▸ Extracted material
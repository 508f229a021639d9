//! Age- and size-gated shrinking of old tool outputs and reasoning blocks.
//!
//! Both rewrites leave a marker in the content. Content carrying the marker
//! is skipped, so a pass over an already rewritten list changes nothing.

use regex::Regex;
use std::sync::LazyLock;
use tracing::trace;

use super::apply::refresh_reasoning_mirror;
use super::budget::estimate_tokens;
use super::hashes::{self, HashCategory, Location};
use super::policy::Policy;
use super::turns::Turns;
use crate::config::{ReasoningCompressionConfig, SweepConfig, TruncationConfig};
use crate::session::{SessionState, Strategy};
use crate::tools::params;
use crate::{Message, MessageRole, Part, ToolStatus};

/// Start of the line inserted where truncated lines were.
pub const TRUNCATION_MARKER: &str = "[truncated:";

/// Prefix of compressed reasoning blocks.
pub const COMPRESSED_PREFIX: &str = "[compressed reasoning]";

static CONCLUSION_RE: LazyLock<Regex> = LazyLock::new(|| {
    Regex::new(
        r"(?i)\b(therefore|thus|so i|so the|in summary|to summarize|overall|in conclusion|conclusion|i will|i'll|i should|the fix|the answer|the issue is|the problem is|decided|next step|plan is)\b",
    )
    .expect("static regex")
});

/// Counts from one heuristics pass.
#[derive(Debug, Clone, Copy, Default, PartialEq, Eq)]
pub struct ShrinkReport {
    pub truncated: usize,
    pub compressed: usize,
}

/// Truncate old tool outputs and compress old reasoning, as enabled.
pub fn shrink(
    state: &mut SessionState,
    config: &SweepConfig,
    policy: &Policy,
    messages: &mut [Message],
    turns: &Turns,
) -> ShrinkReport {
    let mut report = ShrinkReport::default();
    let truncation = &config.strategies.truncation;
    let compression = &config.strategies.reasoning_compression;

    for (msg_idx, msg) in messages.iter_mut().enumerate().skip(turns.start) {
        let mut reasoning_changed = false;
        for (part_idx, part) in msg.parts.iter_mut().enumerate() {
            let age = policy.current_turn().saturating_sub(turns.turn(msg_idx, part_idx));
            match part {
                Part::Tool(tool) if truncation.enabled => {
                    if tool.status != ToolStatus::Completed
                        || state.prune.tools.contains(&tool.call_id)
                        || age < truncation.config.min_turn_age
                        || !is_target_tool(&truncation.config, &tool.tool)
                        || policy.is_protected_tool(&tool.tool)
                        || policy.is_protected_path(params::extract_path(&tool.input).as_deref())
                    {
                        continue;
                    }
                    let Some(output) = tool.output.as_mut() else {
                        continue;
                    };
                    let before = estimate_tokens(output, config.chars_per_token);
                    if before <= truncation.config.token_threshold
                        || output.contains(TRUNCATION_MARKER)
                    {
                        continue;
                    }
                    let budget = truncation.config.token_threshold as f64 * config.chars_per_token;
                    let Some(shortened) = truncate_lines(
                        output,
                        (budget * truncation.config.head_ratio) as usize,
                        (budget * truncation.config.tail_ratio) as usize,
                    ) else {
                        continue;
                    };
                    *output = shortened;
                    if state.applied.truncated.insert(tool.call_id.clone()) {
                        let after = estimate_tokens(output, config.chars_per_token);
                        state.stats.record(Strategy::Truncation, before.saturating_sub(after));
                        report.truncated += 1;
                    }
                    trace!(call_id = %tool.call_id, "Truncated tool output");
                }
                Part::Reasoning(reasoning)
                    if compression.enabled && msg.role == MessageRole::Assistant =>
                {
                    if age < compression.config.min_turn_age
                        || reasoning.text.starts_with(COMPRESSED_PREFIX)
                    {
                        continue;
                    }
                    let location = Location::Part {
                        message_id: msg.id.clone(),
                        part_index: part_idx,
                    };
                    if state
                        .hashes
                        .hash_of(HashCategory::Reasoning, &location)
                        .is_some_and(|h| state.prune.reasoning.contains(h))
                    {
                        continue;
                    }
                    let text = hashes::strip(&reasoning.text);
                    let before = estimate_tokens(&text, config.chars_per_token);
                    if before <= compression.config.token_threshold {
                        continue;
                    }
                    reasoning.text = compress_reasoning(&text, &compression.config);
                    reasoning_changed = true;
                    if state
                        .applied
                        .compressed
                        .insert(format!("{}:{part_idx}", msg.id))
                    {
                        let after = estimate_tokens(&reasoning.text, config.chars_per_token);
                        state
                            .stats
                            .record(Strategy::ReasoningCompression, before.saturating_sub(after));
                        report.compressed += 1;
                    }
                    trace!(message = %msg.id, part = part_idx, "Compressed reasoning");
                }
                _ => {}
            }
        }
        if reasoning_changed {
            refresh_reasoning_mirror(msg);
        }
    }

    report
}

fn is_target_tool(config: &TruncationConfig, tool: &str) -> bool {
    config.tools.iter().any(|t| t.eq_ignore_ascii_case(tool))
}

/// Keep whole lines from the start (up to `head_chars`) and from the end
/// (up to `tail_chars`), replacing the rest with a marker line. Returns
/// `None` when no line would be dropped.
pub fn truncate_lines(text: &str, head_chars: usize, tail_chars: usize) -> Option<String> {
    let lines: Vec<&str> = text.lines().collect();
    let head = lines_within(head_chars, lines.iter());
    let tail = lines_within(tail_chars, lines[head..].iter().rev());
    let omitted = lines.len() - head - tail;
    if omitted == 0 {
        return None;
    }

    let mut out = lines[..head].join("\n");
    if !out.is_empty() {
        out.push('\n');
    }
    out.push_str(&format!("{TRUNCATION_MARKER} {omitted} lines omitted]"));
    if tail > 0 {
        out.push('\n');
        out.push_str(&lines[lines.len() - tail..].join("\n"));
    }
    Some(out)
}

/// How many leading lines of `lines` fit in `budget` characters.
fn lines_within<'a>(budget: usize, lines: impl Iterator<Item = &'a &'a str>) -> usize {
    let mut used = 0;
    lines
        .take_while(|line| {
            used += line.len() + 1;
            used <= budget
        })
        .count()
}

/// Reduce reasoning to the sentences that state conclusions, falling back
/// to the first and last sentence.
pub fn compress_reasoning(text: &str, config: &ReasoningCompressionConfig) -> String {
    let sentences = split_sentences(text);
    let mut kept: Vec<&str> = sentences
        .iter()
        .copied()
        .filter(|s| CONCLUSION_RE.is_match(s))
        .take(config.max_sentences.max(1))
        .collect();
    if kept.is_empty() {
        kept.extend(sentences.first().copied());
        if sentences.len() > 1 {
            kept.extend(sentences.last().copied());
        }
    }
    format!("{COMPRESSED_PREFIX} {}", kept.join(" "))
}

/// Split on sentence-ending punctuation followed by whitespace, and on
/// newlines.
fn split_sentences(text: &str) -> Vec<&str> {
    let mut sentences = Vec::new();
    let mut start = 0;
    let mut chars = text.char_indices().peekable();
    while let Some((i, c)) = chars.next() {
        let boundary = match c {
            '\n' => Some(i),
            '.' | '!' | '?' => match chars.peek() {
                Some((_, next)) if next.is_whitespace() => Some(i + c.len_utf8()),
                None => Some(i + c.len_utf8()),
                _ => None,
            },
            _ => None,
        };
        if let Some(end) = boundary {
            if let Some(s) = text.get(start..end).map(str::trim)
                && !s.is_empty()
            {
                sentences.push(s);
            }
            start = end;
        }
    }
    if let Some(rest) = text.get(start..).map(str::trim)
        && !rest.is_empty()
    {
        sentences.push(rest);
    }
    sentences
}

▸ Task goal
Begin with the first line of the records and reproduce each line as is, ending with the line that holds "one heuristics pass.".

▸ Exercise response
repository 508f229a021639d9
//! Age- and size-gated shrinking of old tool outputs and reasoning blocks.
//!
//! Both rewrites leave a marker in the content. Content carrying the marker
//! is skipped, so a pass over an already rewritten list changes nothing.

use regex::Regex;
use std::sync::LazyLock;
use tracing::trace;

use super::apply::refresh_reasoning_mirror;
use super::budget::estimate_tokens;
use super::hashes::{self, HashCategory, Location};
use super::policy::Policy;
use super::turns::Turns;
use crate::config::{ReasoningCompressionConfig, SweepConfig, TruncationConfig};
use crate::session::{SessionState, Strategy};
use crate::tools::params;
use crate::{Message, MessageRole, Part, ToolStatus};

/// Start of the line inserted where truncated lines were.
pub const TRUNCATION_MARKER: &str = "[truncated:";

/// Prefix of compressed reasoning blocks.
pub const COMPRESSED_PREFIX: &str = "[compressed reasoning]";

static CONCLUSION_RE: LazyLock<Regex> = LazyLock::new(|| {
    Regex::new(
        r"(?i)\b(therefore|thus|so i|so the|in summary|to summarize|overall|in conclusion|conclusion|i will|i'll|i should|the fix|the answer|the issue is|the problem is|decided|next step|plan is)\b",
    )
    .expect("static regex")
});

/// Counts from one heuristics pass.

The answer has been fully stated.